Tag Archives: Bruce Lisman

The Barons of Burlington Discover That #vtpoli Is a Cheap Date

Secretary of State Sarah Copeland Hanzas’ brand spanking new campaign finance portal is up and running, and boy howdy, is it an improvement on the old system. Much more information readily available, searchable, downloadable. Too bad nobody in the media, with the occasional exception of VTDigger, pays any attention to campaign finance anymore because (a) the entire idea behind campaign finance law is that sunshine disinfects, but that doesn’t work if the cleanup crews are off the clock, and (b) the new system makes the task much easier.

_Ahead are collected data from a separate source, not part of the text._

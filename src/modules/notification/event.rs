//! Relationship Event Protocol
//!
//! Events pushed to every live session of one user. The `type` tag is the
//! event name consumed by clients, `payload` its body.
use serde::Serialize;
use uuid::Uuid;

use crate::modules::{
    relationship::{
        model::DeclineReason,
        schema::{FriendRequestEntity, FriendshipEntity},
    },
    user::schema::UserProfile,
};

#[derive(Debug, Clone, PartialEq, Serialize)]
#[serde(rename_all = "camelCase")]
pub struct FriendPayload {
    pub friendship: FriendshipEntity,
    /// The new friend, as seen by the recipient of the event.
    pub user: UserProfile,
}

#[derive(Debug, Clone, PartialEq, Serialize)]
#[serde(tag = "type", content = "payload")]
pub enum RelationshipEvent {
    /// Someone asked the recipient to be friends
    #[serde(rename = "friend.request.new")]
    RequestNew { request: FriendRequestEntity },

    /// A request involving the recipient turned into a friendship
    #[serde(rename = "friend.request.accepted")]
    RequestAccepted { friend: FriendPayload },

    /// A pending request involving the recipient is gone
    #[serde(rename = "friend.request.declined", rename_all = "camelCase")]
    RequestDeclined { request_id: Uuid, user_id: Uuid, reason: DeclineReason },

    /// The recipient is no longer friends with `user_id`
    #[serde(rename = "friend.removed", rename_all = "camelCase")]
    FriendRemoved { user_id: Uuid },
}

impl RelationshipEvent {
    pub fn event_type(&self) -> &'static str {
        match self {
            RelationshipEvent::RequestNew { .. } => "friend.request.new",
            RelationshipEvent::RequestAccepted { .. } => "friend.request.accepted",
            RelationshipEvent::RequestDeclined { .. } => "friend.request.declined",
            RelationshipEvent::FriendRemoved { .. } => "friend.removed",
        }
    }
}
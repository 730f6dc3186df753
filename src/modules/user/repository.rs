use uuid::Uuid;

use crate::{api::error, modules::user::schema::UserProfile};

#[async_trait::async_trait]
pub trait UserRepository {
    async fn find_profile(&self, id: &Uuid) -> Result<Option<UserProfile>, error::SystemError>;
}
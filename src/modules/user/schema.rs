use serde::{Deserialize, Serialize};
use sqlx::prelude::FromRow;
use uuid::Uuid;

/// Public profile snapshot used to enrich relationship notifications.
#[derive(Debug, Clone, PartialEq, Eq, Serialize, Deserialize, FromRow)]
#[serde(rename_all = "camelCase")]
pub struct UserProfile {
    pub id: Uuid,
    pub username: String,
    pub display_name: String,
    pub avatar_url: Option<String>,
    pub status: Option<String>,
}
use std::{future::Future, sync::Arc, time::Duration};

use tokio::sync::mpsc;
use uuid::Uuid;

use crate::{
    api::error,
    modules::{
        conversation::repository::DirectChannelProvisioner,
        notification::{
            event::{FriendPayload, RelationshipEvent},
            notifier::Notifier,
        },
        relationship::{
            model::{Effect, IntentKind, Transition},
            schema::PairKey,
        },
        user::repository::UserRepository,
    },
};

/// Sending half handed to the resolver. Dispatch never waits on delivery.
#[derive(Clone)]
pub struct FanoutQueue {
    sender: mpsc::UnboundedSender<Transition>,
}

impl FanoutQueue {
    pub fn channel() -> (Self, mpsc::UnboundedReceiver<Transition>) {
        let (sender, receiver) = mpsc::unbounded_channel();
        (Self { sender }, receiver)
    }

    pub fn dispatch(&self, transition: Transition) {
        if let Err(mpsc::error::SendError(dropped)) = self.sender.send(transition) {
            log::error!(
                "Fanout worker is gone, dropping {:?} transition by {} on {}",
                dropped.intent,
                dropped.actor,
                dropped.counterpart
            );
        }
    }
}

#[derive(Debug, Clone, PartialEq)]
pub struct Delivery {
    pub recipient: Uuid,
    pub event: RelationshipEvent,
}

#[derive(Debug, Default, Clone, PartialEq)]
pub struct FanoutPlan {
    pub deliveries: Vec<Delivery>,
    pub provision_dm: Option<PairKey>,
}

#[derive(Debug, Clone, Copy)]
pub struct RetryPolicy {
    pub max_attempts: u32,
    pub backoff: Duration,
}

#[derive(Debug, Default, Clone, Copy, PartialEq, Eq)]
pub struct FanoutReport {
    pub delivered: usize,
    pub failed: usize,
    pub dm_provisioned: bool,
}

/// Expands committed transitions into per-user events and DM provisioning.
///
/// Failures here are logged and retried, never reported back to the intent
/// that produced the transition.
#[derive(Clone)]
pub struct NotificationFanout {
    user_repo: Arc<dyn UserRepository + Send + Sync>,
    notifier: Arc<dyn Notifier>,
    provisioner: Arc<dyn DirectChannelProvisioner>,
    retry: RetryPolicy,
}

impl NotificationFanout {
    pub fn with_dependencies(
        user_repo: Arc<dyn UserRepository + Send + Sync>,
        notifier: Arc<dyn Notifier>,
        provisioner: Arc<dyn DirectChannelProvisioner>,
        retry: RetryPolicy,
    ) -> Self {
        log::info!(
            "NotificationFanout initialized ({} attempt(s), {:?} backoff)",
            retry.max_attempts,
            retry.backoff
        );
        NotificationFanout { user_repo, notifier, provisioner, retry }
    }

    pub fn spawn(self, receiver: mpsc::UnboundedReceiver<Transition>) -> tokio::task::JoinHandle<()> {
        tokio::spawn(self.run(receiver))
    }

    /// Processes transitions in commit order until every `FanoutQueue` is dropped.
    pub async fn run(self, mut receiver: mpsc::UnboundedReceiver<Transition>) {
        log::info!("Notification fanout worker started");

        while let Some(transition) = receiver.recv().await {
            let intent = transition.intent;
            let report = self.process(transition).await;
            log::debug!(
                "Fanout {:?}: {} delivered, {} failed, dm provisioned: {}",
                intent,
                report.delivered,
                report.failed,
                report.dm_provisioned
            );
        }

        log::info!("Notification fanout worker stopped");
    }

    pub async fn process(&self, transition: Transition) -> FanoutReport {
        let plan = self.plan(&transition).await;
        let mut report = FanoutReport::default();

        if let Some(pair) = plan.provision_dm {
            let provisioned = self
                .with_retry("DM provisioning", || self.provisioner.ensure_exists(&pair.low, &pair.high))
                .await;
            if let Ok(conversation_id) = provisioned {
                log::debug!("Direct conversation {} ready for pair {}", conversation_id, pair);
                report.dm_provisioned = true;
            }
        }

        for delivery in &plan.deliveries {
            let delivered = self
                .with_retry(delivery.event.event_type(), || {
                    self.notifier.deliver(&delivery.recipient, &delivery.event)
                })
                .await;
            match delivered {
                Ok(()) => report.delivered += 1,
                Err(_) => report.failed += 1,
            }
        }

        report
    }

    /// Notifications owed for a transition, in effect order.
    pub async fn plan(&self, transition: &Transition) -> FanoutPlan {
        let actor = transition.actor;
        let counterpart = transition.counterpart;
        let mut plan = FanoutPlan::default();

        for effect in &transition.effects {
            match effect {
                Effect::RequestCreated(request) => plan.deliveries.push(Delivery {
                    recipient: request.to_user_id,
                    event: RelationshipEvent::RequestNew { request: request.clone() },
                }),
                Effect::RequestAccepted { friendship, .. } => {
                    // Profile is read now, not at intent time.
                    let profile =
                        self.with_retry("profile lookup", || self.user_repo.find_profile(&actor)).await;
                    match profile {
                        Ok(Some(user)) => plan.deliveries.push(Delivery {
                            recipient: counterpart,
                            event: RelationshipEvent::RequestAccepted {
                                friend: FriendPayload { friendship: friendship.clone(), user },
                            },
                        }),
                        Ok(None) => log::warn!(
                            "Profile of {} not found, skipping accept notification to {}",
                            actor,
                            counterpart
                        ),
                        Err(_) => {}
                    }
                    plan.provision_dm = Some(friendship.pair());
                }
                Effect::RequestRemoved { request, reason } => {
                    let recipient = if request.from_user_id == actor {
                        request.to_user_id
                    } else {
                        request.from_user_id
                    };
                    plan.deliveries.push(Delivery {
                        recipient,
                        event: RelationshipEvent::RequestDeclined {
                            request_id: request.id,
                            user_id: actor,
                            reason: *reason,
                        },
                    });
                }
                Effect::FriendshipRemoved(friendship) => {
                    plan.deliveries.push(Delivery {
                        recipient: friendship.other(&actor),
                        event: RelationshipEvent::FriendRemoved { user_id: actor },
                    });
                    // Self-sync for the remover's other sessions. A blocker gets nothing.
                    if transition.intent == IntentKind::RemoveFriend {
                        plan.deliveries.push(Delivery {
                            recipient: actor,
                            event: RelationshipEvent::FriendRemoved {
                                user_id: friendship.other(&actor),
                            },
                        });
                    }
                }
                Effect::BlockCreated(_) | Effect::BlockRemoved(_) => {}
            }
        }

        plan
    }

    async fn with_retry<T, F, Fut>(&self, what: &str, mut op: F) -> Result<T, error::SystemError>
    where
        F: FnMut() -> Fut,
        Fut: Future<Output = Result<T, error::SystemError>>,
    {
        let mut attempt: u32 = 1;
        loop {
            match op().await {
                Ok(value) => return Ok(value),
                Err(err) if attempt < self.retry.max_attempts => {
                    log::warn!(
                        "{} failed (attempt {}/{}): {}",
                        what,
                        attempt,
                        self.retry.max_attempts,
                        err
                    );
                    tokio::time::sleep(self.retry.backoff * attempt).await;
                    attempt += 1;
                }
                Err(err) => {
                    log::error!("{} failed after {} attempt(s): {}", what, attempt, err);
                    return Err(err);
                }
            }
        }
    }
}

#[cfg(test)]
mod tests {
    use super::*;
    use crate::modules::relationship::{
        model::DeclineReason,
        schema::{canonical_pair_key, BlockEntity, FriendRequestEntity, FriendshipEntity, RelationshipState},
    };
    use crate::test::Harness;

    fn friendship(a: Uuid, b: Uuid) -> FriendshipEntity {
        let pair = canonical_pair_key(a, b);
        FriendshipEntity {
            user_low_id: pair.low,
            user_high_id: pair.high,
            created_at: chrono::Utc::now(),
        }
    }

    fn request(from: Uuid, to: Uuid) -> FriendRequestEntity {
        FriendRequestEntity {
            id: Uuid::now_v7(),
            from_user_id: from,
            to_user_id: to,
            message: None,
            created_at: chrono::Utc::now(),
        }
    }

    fn transition(actor: Uuid, counterpart: Uuid, intent: IntentKind, effects: Vec<Effect>) -> Transition {
        Transition {
            actor,
            counterpart,
            intent,
            before: RelationshipState::None,
            after: RelationshipState::None,
            effects,
        }
    }

    #[tokio::test]
    async fn test_block_is_silent_but_purges_are_visible() {
        let harness = Harness::new();
        let (a, b) = (harness.user("alice"), harness.user("bob"));

        let plan = harness
            .fanout
            .plan(&transition(
                a,
                b,
                IntentKind::Block,
                vec![
                    Effect::FriendshipRemoved(friendship(a, b)),
                    Effect::BlockCreated(BlockEntity {
                        blocker_id: a,
                        blocked_id: b,
                        created_at: chrono::Utc::now(),
                    }),
                ],
            ))
            .await;

        assert_eq!(
            plan.deliveries,
            vec![Delivery { recipient: b, event: RelationshipEvent::FriendRemoved { user_id: a } }]
        );
        assert!(plan.provision_dm.is_none());
    }

    #[tokio::test]
    async fn test_block_purging_incoming_request_reads_as_rejection() {
        let harness = Harness::new();
        let (a, b) = (harness.user("alice"), harness.user("bob"));
        let pending = request(b, a);

        let plan = harness
            .fanout
            .plan(&transition(
                a,
                b,
                IntentKind::Block,
                vec![Effect::RequestRemoved { request: pending.clone(), reason: DeclineReason::Rejected }],
            ))
            .await;

        assert_eq!(
            plan.deliveries,
            vec![Delivery {
                recipient: b,
                event: RelationshipEvent::RequestDeclined {
                    request_id: pending.id,
                    user_id: a,
                    reason: DeclineReason::Rejected,
                },
            }]
        );
    }

    #[tokio::test]
    async fn test_remove_friend_syncs_both_sides() {
        let harness = Harness::new();
        let (a, b) = (harness.user("alice"), harness.user("bob"));

        let plan = harness
            .fanout
            .plan(&transition(
                a,
                b,
                IntentKind::RemoveFriend,
                vec![Effect::FriendshipRemoved(friendship(a, b))],
            ))
            .await;

        assert_eq!(
            plan.deliveries,
            vec![
                Delivery { recipient: b, event: RelationshipEvent::FriendRemoved { user_id: a } },
                Delivery { recipient: a, event: RelationshipEvent::FriendRemoved { user_id: b } },
            ]
        );
    }

    #[tokio::test]
    async fn test_accept_uses_profile_at_fanout_time() {
        let harness = Harness::new();
        let (a, b) = (harness.user("alice"), harness.user("bob"));
        let accepted = transition(
            b,
            a,
            IntentKind::AcceptRequest,
            vec![Effect::RequestAccepted { request: request(a, b), friendship: friendship(a, b) }],
        );

        harness.profiles.rename(&b, "Robert");
        let report = harness.fanout.process(accepted).await;

        assert_eq!(report, FanoutReport { delivered: 1, failed: 0, dm_provisioned: true });
        assert!(harness.notifier.for_user(&b).is_empty());
        match harness.notifier.for_user(&a).as_slice() {
            [RelationshipEvent::RequestAccepted { friend }] => {
                assert_eq!(friend.user.id, b);
                assert_eq!(friend.user.display_name, "Robert");
            }
            other => panic!("Expected one accepted event, got {:?}", other),
        }
        assert_eq!(harness.provisioner.calls(), vec![canonical_pair_key(a, b)]);
    }

    #[tokio::test]
    async fn test_dm_failure_is_retried_and_never_blocks_delivery() {
        let harness = Harness::new();
        let (a, b) = (harness.user("alice"), harness.user("bob"));
        let accepted = || {
            transition(
                b,
                a,
                IntentKind::AcceptRequest,
                vec![Effect::RequestAccepted { request: request(a, b), friendship: friendship(a, b) }],
            )
        };

        harness.provisioner.fail_next(2);
        let report = harness.fanout.process(accepted()).await;
        assert!(report.dm_provisioned);
        assert_eq!(harness.provisioner.calls().len(), 3);

        harness.provisioner.fail_next(10);
        let report = harness.fanout.process(accepted()).await;
        assert!(!report.dm_provisioned);
        assert_eq!(report.delivered, 1);
        assert_eq!(harness.notifier.for_user(&a).len(), 2);
    }

    #[tokio::test]
    async fn test_notifier_failure_is_retried() {
        let harness = Harness::new();
        let (a, b) = (harness.user("alice"), harness.user("bob"));

        harness.notifier.fail_next(1);
        let report = harness
            .fanout
            .process(transition(
                a,
                b,
                IntentKind::SendRequest,
                vec![Effect::RequestCreated(request(a, b))],
            ))
            .await;

        assert_eq!(report, FanoutReport { delivered: 1, failed: 0, dm_provisioned: false });
        assert_eq!(harness.notifier.for_user(&b).len(), 1);
    }

    #[tokio::test]
    async fn test_worker_drains_queue_until_closed() {
        let harness = Harness::new();
        let (a, b) = (harness.user("alice"), harness.user("bob"));
        let (queue, receiver) = FanoutQueue::channel();
        let worker = harness.fanout.clone().spawn(receiver);

        queue.dispatch(transition(
            a,
            b,
            IntentKind::SendRequest,
            vec![Effect::RequestCreated(request(a, b))],
        ));
        queue.dispatch(transition(
            a,
            b,
            IntentKind::RemoveFriend,
            vec![Effect::FriendshipRemoved(friendship(a, b))],
        ));
        drop(queue);
        worker.await.unwrap();

        let events: Vec<&'static str> =
            harness.notifier.for_user(&b).iter().map(RelationshipEvent::event_type).collect();
        assert_eq!(events, vec!["friend.request.new", "friend.removed"]);
        assert_eq!(harness.notifier.for_user(&a).len(), 1);
    }
}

One huge improvement is the ability to track individual donors. Previously, donor records were extremely difficult to work with. Frequent benefactors would have numerous records, each one bearing a slightly different spelling or punctuation of their name or contact information. If I wanted to track, say, ultraconservative megadonor Lenore Broughton, I’d have to open and review literally dozens of files.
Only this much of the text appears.